Senate wants to limit governor’s veto time on budget

The Senate, which has been playing hardball with Gov. Bill Richardson this session, approved the state budget in a surprise move on Friday night in what appears to be an attempt to limit the time the governor has to exercise his line-item veto authority.

House Bill 2 was approved on a vote of 33-5, but significant changes mean it goes back to the House for concurrence before it can go to the governor.

The bill provides for a $5.65-billion budget, with about $5 million in changes made by the Senate after the House approved it. The Senate also approved $106 million in tax cuts.

Last year, the governor vetoed a number of projects, upsetting the Senate. The Legislature effectively overrode many of those vetoes this year by approving Senate Bill 710, sponsored by Michael Sanchez, D-Belen, which provides $82 million for capital outlay projects around the state, most of which were vetoed by the governor last year.

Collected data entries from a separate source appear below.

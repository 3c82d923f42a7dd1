//! Function resolution against the tool-specialised model.

use super::{credential_for, ResolverSettings};
use crate::credentials::CredentialStore;
use crate::error::Result;
use crate::functions::{default_tools_json, enrich_arguments, parse_resolver_output, FunctionCall, ResolverOutcome};
use llm::{ResolveRequest, ToolResolver};
use std::sync::Arc;
use tracing::{debug, info, warn};

/// Turns a user utterance into at most one function call.
pub struct FunctionResolver {
    resolver: Arc<dyn ToolResolver>,
    tools: String,
    settings: ResolverSettings,
}

impl FunctionResolver {
    /// Resolver over the default Web3 tool catalog.
    pub fn new(resolver: Arc<dyn ToolResolver>, settings: ResolverSettings) -> Self {
        Self::with_tools(resolver, default_tools_json(), settings)
    }

    /// Resolver over a custom tool list, serialized as a JSON string.
    pub fn with_tools(
        resolver: Arc<dyn ToolResolver>,
        tools: impl Into<String>,
        settings: ResolverSettings,
    ) -> Self {
        Self {
            resolver,
            tools: tools.into(),
            settings,
        }
    }

    /// Resolve the latest utterance.
    ///
    /// `Ok(None)` means the model answered but named no usable function.
    /// Errors are a missing credential or a failed model call.
    pub async fn resolve(
        &self,
        utterance: &str,
        credentials: &dyn CredentialStore,
    ) -> Result<Option<FunctionCall>> {
        let api_key = credential_for(self.resolver.credential(), credentials)?;

        let mut request = ResolveRequest::new(utterance, self.tools.as_str());
        request.temperature = self.settings.temperature;
        request.top_p = self.settings.top_p;
        request.max_new_tokens = self.settings.max_new_tokens;
        if let Some(key) = api_key {
            request = request.with_api_key(key);
        }

        debug!(query = %utterance, "Resolving function");
        let output = self.resolver.resolve(request).await?;

        let mut calls = match parse_resolver_output(&output) {
            ResolverOutcome::Calls(calls) => calls,
            ResolverOutcome::Text(text) => {
                info!(reply = %text, "Resolver answered in prose");
                return Ok(None);
            }
            ResolverOutcome::Unrecognized => {
                info!("Resolver output named no function");
                return Ok(None);
            }
        };

        if calls.len() > 1 {
            let ignored: Vec<&str> = calls[1..].iter().map(|c| c.name.as_str()).collect();
            warn!(ignored = ?ignored, "Resolver returned several calls, using the first");
        }
        let mut call = calls.swap_remove(0);
        enrich_arguments(&mut call, utterance);

        info!(function = %call.name, id = %call.id, "Function resolved");
        Ok(Some(call))
    }
}
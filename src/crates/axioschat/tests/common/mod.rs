//! Common test utilities: scripted models and session builders

#![allow(dead_code)]

use async_trait::async_trait;
use axioschat::credentials::{CredentialKind, CredentialStore, MemoryCredentialStore};
use axioschat::executor::{FunctionExecutor, MockChainExecutor};
use axioschat::{ChatError, ChatSession, FunctionCall, SessionOptions};
use llm::{ChatModel, ChatRequest, ChatResponse, LlmError, ResolveRequest, ToolResolver};
use parking_lot::Mutex;
use serde_json::Value;
use std::collections::VecDeque;
use std::sync::Arc;

/// Conversational model that replays queued replies in order.
///
/// An exhausted script answers with a service error, which the pipeline
/// treats like any other unreachable endpoint.
pub struct ScriptedModel {
    replies: Mutex<VecDeque<Result<String, String>>>,
    requests: Mutex<Vec<ChatRequest>>,
    credential: Option<&'static str>,
}

impl ScriptedModel {
    pub fn new(replies: impl IntoIterator<Item = &'static str>) -> Arc<Self> {
        Arc::new(Self {
            replies: Mutex::new(replies.into_iter().map(|r| Ok(r.to_string())).collect()),
            requests: Mutex::new(Vec::new()),
            credential: Some("gaia"),
        })
    }

    /// A model that needs no credential, like a local one.
    pub fn local(replies: impl IntoIterator<Item = &'static str>) -> Arc<Self> {
        Arc::new(Self {
            replies: Mutex::new(replies.into_iter().map(|r| Ok(r.to_string())).collect()),
            requests: Mutex::new(Vec::new()),
            credential: None,
        })
    }

    pub fn push_error(&self, message: &str) {
        self.replies.lock().push_back(Err(message.to_string()));
    }

    pub fn calls(&self) -> usize {
        self.requests.lock().len()
    }

    pub fn requests(&self) -> Vec<ChatRequest> {
        self.requests.lock().clone()
    }
}

#[async_trait]
impl ChatModel for ScriptedModel {
    async fn chat(&self, request: ChatRequest) -> llm::Result<ChatResponse> {
        self.requests.lock().push(request);
        match self.replies.lock().pop_front() {
            Some(Ok(reply)) => Ok(ChatResponse::new(reply)),
            Some(Err(message)) => Err(LlmError::ServiceUnavailable(message)),
            None => Err(LlmError::ServiceUnavailable("script exhausted".to_string())),
        }
    }

    fn credential(&self) -> Option<&'static str> {
        self.credential
    }

    fn model_name(&self) -> &str {
        "scripted"
    }
}

/// Tool resolver that replays queued raw outputs.
pub struct ScriptedResolver {
    outputs: Mutex<VecDeque<Result<Value, String>>>,
    requests: Mutex<Vec<ResolveRequest>>,
}

impl ScriptedResolver {
    pub fn new(outputs: impl IntoIterator<Item = Value>) -> Arc<Self> {
        Arc::new(Self {
            outputs: Mutex::new(outputs.into_iter().map(Ok).collect()),
            requests: Mutex::new(Vec::new()),
        })
    }

    pub fn failing(message: &str) -> Arc<Self> {
        let resolver = Self::new([]);
        resolver.outputs.lock().push_back(Err(message.to_string()));
        resolver
    }

    pub fn calls(&self) -> usize {
        self.requests.lock().len()
    }

    pub fn requests(&self) -> Vec<ResolveRequest> {
        self.requests.lock().clone()
    }
}

#[async_trait]
impl ToolResolver for ScriptedResolver {
    async fn resolve(&self, request: ResolveRequest) -> llm::Result<Value> {
        self.requests.lock().push(request);
        match self.outputs.lock().pop_front() {
            Some(Ok(output)) => Ok(output),
            Some(Err(message)) => Err(LlmError::ProviderError(message)),
            None => Err(LlmError::ProviderError("script exhausted".to_string())),
        }
    }

    fn credential(&self) -> Option<&'static str> {
        Some("replicate")
    }
}

/// Executor whose chain is always unreachable.
pub struct FailingExecutor;

#[async_trait]
impl FunctionExecutor for FailingExecutor {
    async fn execute(&self, _call: &FunctionCall) -> axioschat::Result<Value> {
        Err(ChatError::Execution("chain unreachable".to_string()))
    }
}

/// A store holding well-formed keys for both providers.
pub fn full_credentials() -> Arc<MemoryCredentialStore> {
    Arc::new(
        MemoryCredentialStore::new()
            .with(CredentialKind::Gaia, "gaia-test-key")
            .with(CredentialKind::Replicate, "r8_test_token"),
    )
}

/// Build a session over the mock chain with no simulated latency.
pub fn session(model: Arc<ScriptedModel>, resolver: Arc<ScriptedResolver>) -> ChatSession {
    session_with(
        model,
        resolver,
        Arc::new(MockChainExecutor::instant()),
        full_credentials(),
    )
}

pub fn session_with(
    model: Arc<ScriptedModel>,
    resolver: Arc<ScriptedResolver>,
    executor: Arc<dyn FunctionExecutor>,
    credentials: Arc<dyn CredentialStore>,
) -> ChatSession {
    ChatSession::new(model, resolver, executor, credentials, SessionOptions::default())
}
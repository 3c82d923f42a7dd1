//! Error types for model provider clients.

use thiserror::Error;

/// Result type for LLM operations.
pub type Result<T> = std::result::Result<T, LlmError>;

/// Errors that can occur when talking to a model endpoint.
#[derive(Debug, Error)]
pub enum LlmError {
    /// HTTP request failed.
    #[error("HTTP request failed: {0}")]
    HttpError(#[from] reqwest::Error),

    /// Failed to serialize/deserialize data.
    #[error("Serialization error: {0}")]
    SerializationError(String),

    /// API authentication failed (401/403).
    #[error("Authentication failed: {0}")]
    AuthenticationError(String),

    /// No credential was supplied for a provider that needs one.
    #[error("API key not found: {0}")]
    ApiKeyNotFound(String),

    /// Provider service unavailable (e.g., Ollama not running).
    #[error("Service unavailable: {0}")]
    ServiceUnavailable(String),

    /// Rate limit exceeded.
    #[error("Rate limit exceeded: {0}")]
    RateLimitExceeded(String),

    /// The provider answered, but not with anything usable.
    #[error("Invalid response: {0}")]
    InvalidResponse(String),

    /// The provider reported an error in an otherwise successful response.
    #[error("Provider error: {0}")]
    ProviderError(String),

    /// Configuration error.
    #[error("Configuration error: {0}")]
    ConfigError(String),
}

impl LlmError {
    /// Check if this error is retryable.
    pub fn is_retryable(&self) -> bool {
        matches!(
            self,
            LlmError::HttpError(_) | LlmError::ServiceUnavailable(_) | LlmError::RateLimitExceeded(_)
        )
    }

    /// Check if this error is due to authentication.
    pub fn is_auth_error(&self) -> bool {
        matches!(
            self,
            LlmError::AuthenticationError(_) | LlmError::ApiKeyNotFound(_)
        )
    }

    /// Map a non-success HTTP status and its body to an error.
    pub fn from_status(provider: &str, status: reqwest::StatusCode, body: String) -> Self {
        let detail = format!("{} returned {}: {}", provider, status, body);
        match status.as_u16() {
            401 | 403 => LlmError::AuthenticationError(detail),
            429 => LlmError::RateLimitExceeded(detail),
            502..=504 => LlmError::ServiceUnavailable(detail),
            _ => LlmError::ProviderError(detail),
        }
    }
}

impl From<serde_json::Error> for LlmError {
    fn from(err: serde_json::Error) -> Self {
        LlmError::SerializationError(err.to_string())
    }
}
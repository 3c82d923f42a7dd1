//! # AxiosChat - Multi-Model Web3 Chat Assistant
//!
//! AxiosChat answers questions about blockchains and carries out on-chain
//! actions by orchestrating two models per turn:
//!
//! - A **conversational model** (Gaia Network, or a local Ollama model) that
//!   replies in natural language and flags when a blockchain function is
//!   needed.
//! - A **tool-resolution model** (Flock Web3 on Replicate) that turns the
//!   user's words into a concrete function call.
//!
//! Read-only calls such as price or balance lookups run immediately.
//! Anything that moves funds is queued until the user approves it. Results
//! are explained back to the user by the conversational model.
//!
//! ## Quick Start
//!
//! ```rust,no_run
//! use axioschat::config::ConfigLoader;
//! use axioschat::providers;
//!
//! # async fn example() -> anyhow::Result<()> {
//! let config = ConfigLoader::new().load().await?;
//! let credentials = providers::credential_store(&config)?;
//! let mut session = providers::session(&config, credentials)?;
//!
//! if let Some(turn) = session.submit("What's the price of ETH?").await? {
//!     println!("{}", turn.reply);
//! }
//! # Ok(())
//! # }
//! ```

pub mod cli;
pub mod config;
pub mod credentials;
pub mod executor;
pub mod functions;
pub mod pipeline;
pub mod providers;
pub mod session;

// Error types and utilities
mod error;

pub use error::{ChatError, Result};

pub use config::{AxiosConfig, ConfigLoader};
pub use credentials::{
    CredentialError, CredentialKind, CredentialStore, FileCredentialStore, MemoryCredentialStore,
};
pub use executor::{FunctionExecutor, FunctionOutput, MockChainExecutor};
pub use functions::{FunctionCall, FunctionStatus, Web3Function};
pub use session::{CallDisposition, ChatSession, SessionMessage, SessionOptions, TurnOutcome};
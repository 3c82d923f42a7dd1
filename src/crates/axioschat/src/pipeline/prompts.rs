//! Prompt text for the conversational model.

use serde_json::{Map, Value};

/// Marker the conversational model appends when a blockchain function is needed.
pub const FUNCTION_NEEDED_SENTINEL: &str = "[FUNCTION_NEEDED]";

/// System instruction for intent classification.
pub const CLASSIFIER_SYSTEM_PROMPT: &str = r#"You are Axioschat, a specialized Web3 assistant with deep knowledge of blockchain, cryptocurrencies, DeFi, NFTs, and smart contracts.

Your ONLY job is to determine if the user's request requires calling a blockchain function.

If the user asks for information that requires accessing blockchain data (like balances, prices, etc.), respond with:
1. A brief message indicating you need to check that information
2. Include the tag [FUNCTION_NEEDED] at the end of your message

Available functions:
- get_token_balance - For checking token balances
- get_token_price - For checking token prices
- get_gas_price - For checking gas prices
- send_token - For sending tokens
- swap_tokens - For swapping tokens
- add_liquidity - For adding liquidity

Example:
User: "What's my BNB balance?"
You: "Let me check your BNB balance for you. [FUNCTION_NEEDED]"

User: "Tell me about Ethereum"
You: "Ethereum is a decentralized blockchain platform that enables the creation of smart contracts and decentralized applications (dApps)..."

DO NOT try to execute functions yourself. DO NOT include any specific function names in your response.
DO NOT make up any blockchain data. ONLY identify if a function call is needed."#;

/// System instruction for result interpretation, with the call inlined.
pub fn interpretation_system_prompt(
    function_name: &str,
    arguments: &Map<String, Value>,
    result: &Value,
) -> String {
    format!(
        "You are Axioschat, a specialized Web3 assistant. You've just received the result of a function call.

Interpret the function result and respond in a natural, conversational way. Focus on explaining what the data means for the user in plain language.

Be concise and direct. Don't just repeat the raw data - explain its significance in a helpful way.

Function: {}
Arguments: {}
Result: {}",
        function_name,
        Value::Object(arguments.clone()),
        result
    )
}

/// The user turn of the interpretation request.
pub fn interpretation_user_prompt(question: Option<&str>) -> String {
    match question {
        Some(q) => format!(
            "The user asked: \"{}\". Please interpret the function result in a helpful way.",
            q
        ),
        None => "Please interpret the function result in a helpful way.".to_string(),
    }
}

#[cfg(test)]
mod tests {
    use super::*;
    use serde_json::json;

    #[test]
    fn test_classifier_prompt_mentions_sentinel() {
        assert!(CLASSIFIER_SYSTEM_PROMPT.contains(FUNCTION_NEEDED_SENTINEL));
    }

    #[test]
    fn test_interpretation_prompt_inlines_call() {
        let mut args = Map::new();
        args.insert("chain".into(), json!("ethereum"));
        let prompt = interpretation_system_prompt("get_gas_price", &args, &json!({"price": 25}));
        assert!(prompt.contains("Function: get_gas_price"));
        assert!(prompt.contains(r#"Arguments: {"chain":"ethereum"}"#));
        assert!(prompt.contains(r#"Result: {"price":25}"#));
    }

    #[test]
    fn test_user_prompt_with_and_without_question() {
        assert_eq!(
            interpretation_user_prompt(Some("gas?")),
            "The user asked: \"gas?\". Please interpret the function result in a helpful way."
        );
        assert_eq!(
            interpretation_user_prompt(None),
            "Please interpret the function result in a helpful way."
        );
    }
}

The governor signed the bill last week.

Early passage of the budget bill may prevent such widespread cuts this year, according to the Las Cruces Sun-News.

Any bill sent to the governor before the third-to-last day of the session must be acted on in three days, according to the New Mexico Constitution. If there’s no action, the bill goes into law without the governor’s signature. If a bill isn’t sent until the last three days, the governor has 20 days to act, and those he doesn’t sign are vetoed.

The Senate’s hope is apparently to get the bill to the governor by March 14, giving him only three days to comb through it before he has to act.

A prior version of this posting incorrectly quoted Sen. John Arthur Smith, D-Deming, as saying the move was an attempt to limit the governor’s time to veto. Smith did not say that.